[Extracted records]
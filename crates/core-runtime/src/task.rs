//! Script task lifecycle.
//!
//! Lifecycle: Unstarted → Running → Stopping → Stopped. `start` needs
//! all three pool blocks to have been secured at construction; `stop` is
//! idempotent, injects the terminal exit at the script's next safepoint,
//! and reports whether the thread is fully joined (the scheduler loop
//! retries until it is). A panicking script is contained at the thread's
//! panic boundary; the task logs it and dies alone.
//!
//! Cross-thread pokes at a live task (interrupt characters for a
//! shell-attached script) must hold both the state-access mutex and the
//! atomic-section mutex, mirroring the discipline interrupt-adjacent
//! code uses on the target.

use std::panic::{AssertUnwindSafe, catch_unwind};
use std::sync::atomic::{AtomicBool, Ordering};
use std::sync::{Arc, Mutex};
use std::thread::{self, JoinHandle};

use tracing::{debug, error, info, trace};

use core_bus::LedBus;
use core_io::IoBuffer;
use core_pool::MemoryBlock;

use crate::context::ScriptContext;
use crate::{ConfigHost, Script, ScriptError, ScriptPools};

/// Shell-attached stdin/stdout ring sizes.
pub const STDIN_LEN: usize = 32;
pub const STDOUT_LEN: usize = 128;

pub(crate) struct TaskShared {
    pub name: String,
    pub bus: Arc<LedBus>,
    pub running: AtomicBool,
    pub stopping: AtomicBool,
    /// Held for long cross-thread sections (state install/restore).
    pub state_mutex: Mutex<()>,
    /// Held for short sections from interrupt-adjacent code.
    pub atomic_section: Mutex<()>,
    pub stdin: Option<Arc<IoBuffer>>,
    pub stdout: Option<Arc<IoBuffer>>,
}

/// Where a task's console I/O goes.
pub enum TaskIoMode {
    /// Stdout is line-buffered into the log; there is no stdin.
    Logging,
    /// Stdout and stdin are ring buffers shared with an attached shell.
    Shell {
        stdin: Arc<IoBuffer>,
        stdout: Arc<IoBuffer>,
    },
}

impl TaskIoMode {
    /// Build a shell mode plus the console-side handles.
    pub fn shell() -> (Self, Arc<IoBuffer>, Arc<IoBuffer>) {
        let stdin = Arc::new(IoBuffer::new(STDIN_LEN));
        let stdout = Arc::new(IoBuffer::new(STDOUT_LEN));
        (
            Self::Shell {
                stdin: stdin.clone(),
                stdout: stdout.clone(),
            },
            stdin,
            stdout,
        )
    }
}

struct PendingRun {
    script: Box<dyn Script>,
    host: Arc<dyn ConfigHost>,
    heap: MemoryBlock,
    stack: MemoryBlock,
    ledbuf: MemoryBlock,
}

pub struct ScriptTask {
    shared: Arc<TaskShared>,
    pending: Option<PendingRun>,
    thread: Option<JoinHandle<()>>,
    started: bool,
    stopped: bool,
}

impl ScriptTask {
    /// Bind a script to a bus, borrowing the interpreter arena blocks.
    /// If any pool is exhausted the task is constructed unstartable.
    pub fn new(
        script_name: &str,
        bus: Arc<LedBus>,
        host: Arc<dyn ConfigHost>,
        script: Box<dyn Script>,
        pools: &ScriptPools,
        io: TaskIoMode,
    ) -> Self {
        let name = format!("{script_name}/{}", bus.name());

        let (stdin, stdout) = match io {
            TaskIoMode::Logging => (None, None),
            TaskIoMode::Shell { stdin, stdout } => (Some(stdin), Some(stdout)),
        };

        let heap = pools.heaps.allocate();
        let stack = pools.stacks.allocate();
        let ledbuf = pools.ledbufs.allocate();

        let pending = match (heap, stack, ledbuf) {
            (Some(heap), Some(stack), Some(ledbuf)) => Some(PendingRun {
                script,
                host,
                heap,
                stack,
                ledbuf,
            }),
            _ => {
                debug!(target: "script", task = name.as_str(), "out of pool blocks");
                None
            }
        };

        Self {
            shared: Arc::new(TaskShared {
                name,
                bus,
                running: AtomicBool::new(false),
                stopping: AtomicBool::new(false),
                state_mutex: Mutex::new(()),
                atomic_section: Mutex::new(()),
                stdin,
                stdout,
            }),
            pending,
            thread: None,
            started: false,
            stopped: false,
        }
    }

    pub fn name(&self) -> &str {
        &self.shared.name
    }

    pub fn running(&self) -> bool {
        self.shared.running.load(Ordering::Acquire)
    }

    /// Whether all three pool blocks were secured.
    pub fn memory_blocks_available(&self) -> bool {
        self.pending.is_some()
    }

    /// Spawn the script thread. Returns false when already started,
    /// already stopped, or constructed without pool blocks.
    pub fn start(&mut self) -> bool {
        if self.started || self.stopped {
            return false;
        }
        let Some(run) = self.pending.take() else {
            return false;
        };

        trace!(target: "script", task = self.name(), "starting thread");
        self.started = true;
        self.shared.running.store(true, Ordering::Release);

        let shared = self.shared.clone();
        self.thread = Some(thread::spawn(move || run_thread(shared, run)));
        true
    }

    /// Run `f` with exclusive access to the task's interpreter state:
    /// both the state-access and atomic-section mutexes held.
    fn with_state_access<R>(&self, f: impl FnOnce() -> R) -> R {
        let _state = self.shared.state_mutex.lock().expect("state mutex poisoned");
        let _atomic = self.shared.atomic_section.lock().expect("atomic section poisoned");
        f()
    }

    /// Inject a console byte into a shell-attached task's stdin.
    pub fn inject_input(&self, c: u8) -> bool {
        self.with_state_access(|| match &self.shared.stdin {
            Some(stdin) => {
                stdin.write_byte(c);
                true
            }
            None => false,
        })
    }

    /// Schedule the terminal exit: the script observes it at its next
    /// safepoint, and any blocking waits are interrupted.
    pub fn force_exit(&self) {
        if !self.shared.running.swap(false, Ordering::AcqRel) {
            return;
        }

        self.with_state_access(|| {
            self.shared.stopping.store(true, Ordering::Release);
        });

        self.shared.bus.udp().interrupt();
        if let Some(stdin) = &self.shared.stdin {
            stdin.stop();
        }
        if let Some(stdout) = &self.shared.stdout {
            stdout.stop();
        }
    }

    /// Stop the task. Idempotent; returns whether the thread is fully
    /// joined. A thread still winding down reports false and the caller
    /// retries from its scheduler loop.
    pub fn stop(&mut self) -> bool {
        if !self.started {
            self.pending = None;
            self.stopped = true;
            return true;
        }

        self.shared.stopping.store(true, Ordering::Release);

        if self.running() {
            trace!(target: "script", task = self.name(), "stopping thread");
            self.force_exit();
        }

        if let Some(handle) = &self.thread {
            if handle.is_finished() {
                let handle = self.thread.take().expect("checked above");
                if handle.join().is_err() {
                    // Panic payload already logged at the boundary.
                    debug!(target: "script", task = self.name(), "joined aborted thread");
                }
                trace!(target: "script", task = self.name(), "thread stopped");
            } else if !self.stopped {
                trace!(target: "script", task = self.name(), "waiting for thread to stop");
            }
        }

        self.stopped = true;
        self.thread.is_none()
    }
}

impl Drop for ScriptTask {
    fn drop(&mut self) {
        if self.started && self.thread.is_some() {
            error!(target: "script", task = self.name(), "still running in destructor");
            while !self.stop() {
                thread::yield_now();
            }
        }
    }
}

fn run_thread(shared: Arc<TaskShared>, run: PendingRun) {
    trace!(target: "script", task = shared.name.as_str(), "script initialising");

    let task_name = shared.name.clone();
    let mut ctx = ScriptContext::new(shared.clone(), run.host, run.heap, run.stack, run.ledbuf);
    let mut script = run.script;

    trace!(target: "script", task = task_name.as_str(), "script running");
    let result = catch_unwind(AssertUnwindSafe(|| script.run(&mut ctx)));

    match result {
        Ok(Ok(())) => {
            trace!(target: "script", task = task_name.as_str(), "script finished");
        }
        Ok(Err(ScriptError::Exit)) => {
            debug!(target: "script", task = task_name.as_str(), "script exited");
        }
        Ok(Err(e)) => {
            info!(target: "script", task = task_name.as_str(), error = %e, "script fault");
        }
        Err(panic) => {
            let message = panic_message(&panic);
            error!(target: "script", task = task_name.as_str(), message, "script aborted");
        }
    }

    ctx.flush_output();
    drop(ctx); // releases the pool blocks before the running flag clears
    shared.bus.udp().stop();
    shared.running.store(false, Ordering::Release);
    trace!(target: "script", task = task_name.as_str(), "script thread finished");
}

fn panic_message(panic: &(dyn std::any::Any + Send)) -> &str {
    if let Some(s) = panic.downcast_ref::<&str>() {
        s
    } else if let Some(s) = panic.downcast_ref::<String>() {
        s
    } else {
        "unknown panic"
    }
}

#[cfg(test)]
mod tests {
    use super::*;
    use crate::{ScriptPools, ScriptResult};
    use core_bus::{LoopbackTransmitter, MAX_LED_BYTES, MAX_PACKET_LEN};
    use core_config::{ConfigValue, RegisterEntry};
    use core_fs::FileStore;
    use core_pool::{MemoryPool, PoolCaps};
    use std::collections::BTreeMap;
    use std::time::Duration;

    struct NullHost;

    impl ConfigHost for NullHost {
        fn register_config(&self, _decls: &[RegisterEntry]) -> Result<(), core_config::ConfigError> {
            Ok(())
        }

        fn populate_config(&self, _out: &mut BTreeMap<String, ConfigValue>) -> bool {
            false
        }

        fn reverse(&self) -> bool {
            false
        }

        fn script_imported(&self, _name: &str) {}
    }

    fn fixture() -> (tempfile::TempDir, Arc<LedBus>, ScriptPools) {
        let dir = tempfile::tempdir().unwrap();
        let fs = Arc::new(FileStore::new(dir.path().join("data")).unwrap());
        let packet_pool = MemoryPool::new(MAX_PACKET_LEN, PoolCaps::SPIRAM);
        packet_pool.resize(4).unwrap();
        let tx = LoopbackTransmitter::new();
        let bus = LedBus::new("strip", fs, Box::new(tx), packet_pool, 5);

        let pools = ScriptPools::new(MAX_LED_BYTES);
        pools.resize(1).unwrap();
        (dir, bus, pools)
    }

    fn wait_stopped(task: &ScriptTask) {
        for _ in 0..500 {
            if !task.running() {
                return;
            }
            thread::sleep(Duration::from_millis(2));
        }
        panic!("task did not stop");
    }

    fn make_task(
        bus: &Arc<LedBus>,
        pools: &ScriptPools,
        script: impl FnMut(&mut ScriptContext) -> ScriptResult + Send + 'static,
    ) -> ScriptTask {
        ScriptTask::new(
            "test",
            bus.clone(),
            Arc::new(NullHost),
            Box::new(script),
            pools,
            TaskIoMode::Logging,
        )
    }

    #[test]
    fn start_runs_the_script_to_completion() {
        let (_dir, bus, pools) = fixture();
        let (tx, rx) = std::sync::mpsc::channel();

        let mut task = make_task(&bus, &pools, move |_ctx| {
            tx.send(()).unwrap();
            Ok(())
        });

        assert!(task.memory_blocks_available());
        assert!(task.start());
        assert!(!task.start(), "double start is refused");
        rx.recv_timeout(Duration::from_secs(1)).unwrap();

        wait_stopped(&task);
        while !task.stop() {
            thread::sleep(Duration::from_millis(1));
        }
        assert!(task.stop(), "stop is idempotent");
    }

    #[test]
    fn unstarted_task_stops_immediately() {
        let (_dir, bus, pools) = fixture();
        let mut task = make_task(&bus, &pools, |_ctx| Ok(()));
        assert!(task.stop());
        assert!(!task.start(), "stopped task cannot start");
    }

    #[test]
    fn pool_exhaustion_makes_the_task_unstartable() {
        let (_dir, bus, pools) = fixture();
        let _first = make_task(&bus, &pools, |_ctx| Ok(()));
        let mut second = make_task(&bus, &pools, |_ctx| Ok(()));
        assert!(!second.memory_blocks_available());
        assert!(!second.start());
    }

    #[test]
    fn blocks_return_to_the_pools_after_the_run() {
        let (_dir, bus, pools) = fixture();
        let mut task = make_task(&bus, &pools, |_ctx| Ok(()));
        assert_eq!(pools.heaps.available(), 0);

        assert!(task.start());
        wait_stopped(&task);
        while !task.stop() {
            thread::sleep(Duration::from_millis(1));
        }

        assert_eq!(pools.heaps.available(), 1);
        assert_eq!(pools.stacks.available(), 1);
        assert_eq!(pools.ledbufs.available(), 1);
    }

    #[test]
    fn stop_interrupts_a_looping_script() {
        let (_dir, bus, pools) = fixture();
        let mut task = make_task(&bus, &pools, |ctx| {
            loop {
                ctx.checkpoint()?;
                thread::sleep(Duration::from_millis(1));
            }
        });

        assert!(task.start());
        thread::sleep(Duration::from_millis(20));
        assert!(task.running());

        while !task.stop() {
            thread::sleep(Duration::from_millis(1));
        }
        assert!(!task.running());
    }

    #[test]
    fn panicking_script_is_contained() {
        let (_dir, bus, pools) = fixture();
        let mut task = make_task(&bus, &pools, |_ctx| panic!("scripted disaster"));

        assert!(task.start());
        wait_stopped(&task);
        while !task.stop() {
            thread::sleep(Duration::from_millis(1));
        }

        // Blocks were still reclaimed through the panic path.
        assert_eq!(pools.heaps.available(), 1);
    }

    #[test]
    fn shell_io_reaches_the_script() {
        let (_dir, bus, pools) = fixture();
        let (io, stdin, stdout) = TaskIoMode::shell();

        let mut task = ScriptTask::new(
            "shell",
            bus.clone(),
            Arc::new(NullHost),
            Box::new(|ctx: &mut ScriptContext| {
                let c = ctx.read_input(true).ok_or(ScriptError::Exit)?;
                ctx.print(&format!("got {c}"));
                Ok(())
            }),
            &pools,
            io,
        );

        assert!(task.start());
        assert!(task.inject_input(b'7'));

        let mut line = Vec::new();
        while line.len() < 6 {
            match stdout.read(true) {
                Some(c) => line.push(c),
                None => break,
            }
        }
        assert_eq!(line, b"got 55");

        wait_stopped(&task);
        while !task.stop() {
            thread::sleep(Duration::from_millis(1));
        }
        let _ = stdin;
    }
}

● WORK TO COMPLETE: Lines in the data that include the word "boundary" should all be copied.

● EXERCISE OUTPUT:
//! panic boundary; the task logs it and dies alone.
                    // Panic payload already logged at the boundary.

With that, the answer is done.